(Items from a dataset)
//! Win-count leaderboard behind the narrow result-recording interface.
//!
//! The session core only ever calls `ResultRecorder::record_win`. The
//! reporting endpoint only ever calls `Standings::get_standings`. Persistence
//! is a JSON object of `identity -> wins`, rewritten after every recorded win.

use crate::config::normalize_identity;
use log::{info, warn};
use serde::Serialize;
use std::collections::HashMap;
use std::fs;
use std::io;
use std::path::{Path, PathBuf};
use std::sync::{Mutex, MutexGuard};
use thiserror::Error;

#[derive(Debug, Error)]
pub enum LeaderboardError {
    #[error("leaderboard file I/O failed: {0}")]
    Io(#[from] io::Error),
    #[error("leaderboard file is not valid JSON: {0}")]
    Json(#[from] serde_json::Error),
}

/// Fire-and-forget sink for round results.
pub trait ResultRecorder: Send + Sync {
    fn record_win(&self, identity: &str);
}

/// Read-only view used by reporting.
pub trait Standings: Send + Sync {
    /// Ordered by wins descending, ties by identity ascending.
    fn get_standings(&self) -> Vec<Standing>;
}

#[derive(Debug, Clone, PartialEq, Eq, Serialize)]
pub struct Standing {
    pub identity: String,
    pub wins: u32,
}

#[derive(Debug, Default)]
pub struct Leaderboard {
    path: Option<PathBuf>,
    wins: Mutex<HashMap<String, u32>>,
}

impl Leaderboard {
    /// A leaderboard that is never written to disk.
    pub fn in_memory() -> Self {
        Self::default()
    }

    /// Loads from `path`. A missing or unreadable file starts an empty board;
    /// the file is created on the first recorded win.
    pub fn load(path: impl Into<PathBuf>) -> Self {
        let path = path.into();
        let wins = match read_board(&path) {
            Ok(wins) => {
                info!("Loaded {} leaderboard entries from {}", wins.len(), path.display());
                wins
            }
            Err(LeaderboardError::Io(e)) if e.kind() == io::ErrorKind::NotFound => HashMap::new(),
            Err(e) => {
                warn!("Starting with an empty leaderboard: {}", e);
                HashMap::new()
            }
        };

        Self {
            path: Some(path),
            wins: Mutex::new(wins),
        }
    }

    fn wins(&self) -> MutexGuard<'_, HashMap<String, u32>> {
        self.wins.lock().unwrap_or_else(|poisoned| poisoned.into_inner())
    }

    fn persist(&self, wins: &HashMap<String, u32>) -> Result<(), LeaderboardError> {
        if let Some(path) = &self.path {
            fs::write(path, serde_json::to_string_pretty(wins)?)?;
        }
        Ok(())
    }
}

fn read_board(path: &Path) -> Result<HashMap<String, u32>, LeaderboardError> {
    let contents = fs::read_to_string(path)?;
    Ok(serde_json::from_str(&contents)?)
}

impl ResultRecorder for Leaderboard {
    fn record_win(&self, identity: &str) {
        let identity = normalize_identity(identity, "");
        if identity.is_empty() {
            return;
        }

        let mut wins = self.wins();
        *wins.entry(identity.clone()).or_insert(0) += 1;
        info!("Recorded win for {} (total {})", identity, wins[&identity]);

        if let Err(e) = self.persist(&wins) {
            warn!("Failed to persist leaderboard: {}", e);
        }
    }
}

impl Standings for Leaderboard {
    fn get_standings(&self) -> Vec<Standing> {
        let mut standings: Vec<Standing> = self
            .wins()
            .iter()
            .map(|(identity, wins)| Standing {
                identity: identity.clone(),
                wins: *wins,
            })
            .collect();

        standings.sort_by(|a, b| b.wins.cmp(&a.wins).then_with(|| a.identity.cmp(&b.identity)));
        standings
    }
}
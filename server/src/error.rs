//! Failures that end a session or prevent one from starting.
//!
//! Participant-local problems (a malformed control line, a dropped observer)
//! never show up here; they are logged and absorbed where they happen.

use shared::Role;
use std::io;
use thiserror::Error;

#[derive(Debug, Error)]
pub enum SessionError {
    #[error("failed to listen on {addr}: {source}")]
    Bind {
        addr: String,
        #[source]
        source: io::Error,
    },

    #[error("failed to bootstrap {role} controller: {source}")]
    Bootstrap {
        role: Role,
        #[source]
        source: io::Error,
    },

    #[error("lost {role} controller: {source}")]
    ControllerSend {
        role: Role,
        #[source]
        source: io::Error,
    },

    #[error("shutdown requested")]
    Shutdown,
}

impl SessionError {
    /// The controller whose failure ended the session, if any.
    pub fn role(&self) -> Option<Role> {
        match self {
            SessionError::Bind { .. } | SessionError::Shutdown => None,
            SessionError::Bootstrap { role, .. } | SessionError::ControllerSend { role, .. } => {
                Some(*role)
            }
        }
    }
}
//! # Pong Session Server Library
//!
//! This library provides the authoritative server for a two-player paddle
//! game with an unlimited audience. It owns the canonical game state, ingests
//! controller commands, and broadcasts one consistent state line per tick to
//! every connected party.
//!
//! ## Core Responsibilities
//!
//! ### Authoritative Simulation
//! The server runs the only copy of the paddle and ball physics. Clients
//! never simulate; they render whatever the latest state line says.
//!
//! ### Session Membership
//! Exactly two controllers (left, then right) are accepted at startup. Every
//! later connection on the same endpoint becomes an observer and may join at
//! any time.
//!
//! ### Round Lifecycle
//! A round ends on the tick a score reaches the win threshold. The ball then
//! freezes until both controllers send `ready`, at which point a fresh round
//! starts. The winner is reported to the result recorder exactly once.
//!
//! ## Architecture Design
//!
//! ### Task Layout
//! - **Command Ingest**: one task per controller, writing that controller's
//!   atomic control cell
//! - **Observer Acceptor**: admits observers into the mutex-guarded registry
//! - **Tick Loop**: reads the cells, steps the simulation, records results,
//!   and performs the broadcast inline at the end of each tick
//!
//! ### Failure Model
//! A failed send to a controller ends the session; a failed send to an
//! observer removes that observer only. Malformed input is dropped silently.
//! There are no retries and no timeouts.
//!
//! ## Module Organization
//!
//! - `registry`: control cells, controller slots, observer registry
//! - `ingest`: per-controller line reader
//! - `acceptor`: observer admission
//! - `simulation`: physics and the win / rematch state machine
//! - `broadcast`: per-tick fan-out and pruning
//! - `session`: bootstrap, tick loop, teardown
//! - `leaderboard`: result recording and standings collaborator
//! - `reporting`: read-only HTTP standings endpoint
//! - `config`, `error`: settings and session-ending failures
//!
//! ## Usage Example
//!
//! ```rust,no_run
//! use server::config::SessionConfig;
//! use server::leaderboard::Leaderboard;
//! use shared::Plaintext;
//! use std::sync::Arc;
//! use tokio::sync::watch;
//!
//! #[tokio::main]
//! async fn main() -> Result<(), Box<dyn std::error::Error>> {
//!     let config = SessionConfig::new("127.0.0.1:6000", 60).with_identities("hp", "rm");
//!     let leaderboard = Arc::new(Leaderboard::load("leaderboard.json"));
//!
//!     // Keep the sender to request a graceful shutdown later
//!     let (_shutdown_tx, shutdown_rx) = watch::channel(false);
//!
//!     // Waits for two controllers, then ticks until one of them is lost
//!     let report =
//!         server::session::serve(config, leaderboard, Arc::new(Plaintext), shutdown_rx).await?;
//!     println!("session ended after {} ticks", report.ticks);
//!
//!     Ok(())
//! }
//! ```

pub mod acceptor;
pub mod broadcast;
pub mod config;
pub mod error;
pub mod ingest;
pub mod leaderboard;
pub mod registry;
pub mod reporting;
pub mod session;
pub mod simulation;
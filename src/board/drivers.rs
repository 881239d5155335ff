use crate::models::driver::Driver;

/// Read-only roster of drivers, fixed for the lifetime of the process.
#[derive(Debug, Default)]
pub struct DriverDirectory {
    drivers: Vec<Driver>,
}

impl DriverDirectory {
    pub fn new(mut drivers: Vec<Driver>) -> Self {
        drivers.sort_by_key(|driver| driver.id);
        Self { drivers }
    }

    pub fn list(&self) -> Vec<Driver> {
        self.drivers.clone()
    }

    pub fn len(&self) -> usize {
        self.drivers.len()
    }

    pub fn is_empty(&self) -> bool {
        self.drivers.is_empty()
    }
}
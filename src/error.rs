use axum::extract::rejection::{JsonRejection, PathRejection, QueryRejection};
use axum::http::StatusCode;
use axum::response::{IntoResponse, Response};
use axum::Json;
use serde_json::json;
use thiserror::Error;

#[derive(Debug, Error)]
pub enum AppError {
    #[error("job {0} not found")]
    JobNotFound(i64),

    #[error("job {0} already assigned or completed")]
    JobUnavailable(i64),

    #[error("no route for {0}")]
    RouteNotFound(String),

    #[error("method {0} not allowed")]
    MethodNotAllowed(String),

    #[error("unprocessable request: {0}")]
    Unprocessable(String),

    #[error("internal error: {0}")]
    Internal(String),
}

impl IntoResponse for AppError {
    fn into_response(self) -> Response {
        let (status, detail) = match &self {
            AppError::JobNotFound(_) => (StatusCode::NOT_FOUND, "Job not found".to_string()),
            AppError::JobUnavailable(_) => (
                StatusCode::BAD_REQUEST,
                "Job already assigned or completed".to_string(),
            ),
            AppError::RouteNotFound(_) => (StatusCode::NOT_FOUND, "Not Found".to_string()),
            AppError::MethodNotAllowed(_) => (
                StatusCode::METHOD_NOT_ALLOWED,
                "Method Not Allowed".to_string(),
            ),
            AppError::Unprocessable(msg) => (StatusCode::UNPROCESSABLE_ENTITY, msg.clone()),
            AppError::Internal(msg) => (StatusCode::INTERNAL_SERVER_ERROR, msg.clone()),
        };

        let body = Json(json!({
            "detail": detail
        }));

        (status, body).into_response()
    }
}

impl From<JsonRejection> for AppError {
    fn from(rejection: JsonRejection) -> Self {
        AppError::Unprocessable(rejection.body_text())
    }
}

impl From<PathRejection> for AppError {
    fn from(rejection: PathRejection) -> Self {
        AppError::Unprocessable(rejection.body_text())
    }
}

impl From<QueryRejection> for AppError {
    fn from(rejection: QueryRejection) -> Self {
        AppError::Unprocessable(rejection.body_text())
    }
}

— EXERCISE AIM —
Spot the lines above that mention "contents" and copy them.

— REPLY —
    let contents = fs::read_to_string(path)?;
    Ok(serde_json::from_str(&contents)?)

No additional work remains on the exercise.